Audio : une seule piste de présente : en italien, en Dolby Digital 2.0 mono. Qui s'avère de de bonne qualité, claire et précise - sans souffle majeur. A noter néanmoins l'abominable doublage italien de Fernando Rey, un beau modèle de ratage. L'adjonction de sous-titres italiens optionnels pour sourds et malentendants pourront aider celles et ceux comprenant partiellement la langue de Machiavel.

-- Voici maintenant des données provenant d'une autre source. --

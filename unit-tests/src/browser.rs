//! Runs the dashboard page script in an embedded JavaScript engine.

use boa_engine::{Context, JsValue, Source};
use serde::de::DeserializeOwned;

const DOM: &str = include_str!("dom.js");

/// The inline script of a rendered page, executed against a stub document.
///
/// `fetch` answers from the `responses` table (keyed by URL) and records every
/// call in `requests`; `setInterval` only records the timer.
pub struct ScriptedPage {
    context: Context,
}

impl ScriptedPage {
    /// Load `html`, answering `GET /api/pins` with `pins_json`.
    pub fn load(html: &str, pins_json: &str) -> Self {
        let mut page = Self {
            context: Context::default(),
        };
        page.run(DOM);
        page.run(&format!(
            "responses['/api/pins'] = {pins_json}; responses['/api/serial'] = [];"
        ));
        page.run(inline_script(html));
        page
    }

    /// Evaluate `code` and settle every pending promise.
    pub fn run(&mut self, code: &str) -> JsValue {
        let value = self
            .context
            .eval(Source::from_bytes(code))
            .unwrap_or_else(|e| panic!("script error: {e:?}"));
        self.context.run_jobs();
        value
    }

    /// Evaluate `expr` and decode its JSON form.
    pub fn query<T: DeserializeOwned>(&mut self, expr: &str) -> T {
        let value = self.run(&format!("JSON.stringify({expr})"));
        let json = value
            .as_string()
            .unwrap_or_else(|| panic!("`{expr}` is not serializable"))
            .to_std_string_escaped();
        serde_json::from_str(&json).unwrap_or_else(|e| panic!("`{expr}` gave {json}: {e}"))
    }
}

fn inline_script(html: &str) -> &str {
    let start = html.find("<script>").expect("page has no script") + "<script>".len();
    let end = start + html[start..].find("</script>").expect("script not closed");
    &html[start..end]
}
pub(crate) mod http;
use core::fmt::{self, Display, Write};

/// Displays a string with HTML special characters escaped.
pub(crate) struct Escaped<'a>(pub(crate) &'a str);

impl Display for Escaped<'_> {
    fn fmt(&self, f: &mut fmt::Formatter<'_>) -> fmt::Result {
        let mut rest = self.0;
        while let Some(pos) = rest.find(['&', '<', '>', '"', '\'']) {
            f.write_str(&rest[..pos])?;
            let entity = match rest.as_bytes()[pos] {
                b'&' => "&amp;",
                b'<' => "&lt;",
                b'>' => "&gt;",
                b'"' => "&quot;",
                _ => "&#39;",
            };
            f.write_str(entity)?;
            rest = &rest[pos + 1..];
        }
        f.write_str(rest)
    }
}

/// Write `value` escaped, or `fallback` when it is empty.
pub(crate) fn write_or(out: &mut impl Write, value: &str, fallback: &str) -> fmt::Result {
    if value.is_empty() {
        out.write_str(fallback)
    } else {
        write!(out, "{}", Escaped(value))
    }
}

Au niveau suppléments, la surprise de trouver un documentaire nommé Io Faccio Film, qui est en fait composé de rapides courts mettant en avant… les métiers du cinéma Italien. «Qui aime le cinéma ne le trahit pas». Aucun rapport avec le film présent. Comme le magazine de cinéma Nocturno est partenaire, on retrouve une publicité lycanthropique assez réussie comme second bonus. Toujours sans rapport avec le film. Par contre, Il Giallo e Il Nero s'avère une conversation avec le journaliste Claudio Bartolini, revenant agréablement sur le film et sa place dans le cycle de films thrillers italiens des années 70. Un segment passionnant, précis, à la fois sur la géographie des lieux, les implications des productions entre l'Espagne et la l'Italie… et la différence entre la version espagnole et transalpine. En italien non sous-titré.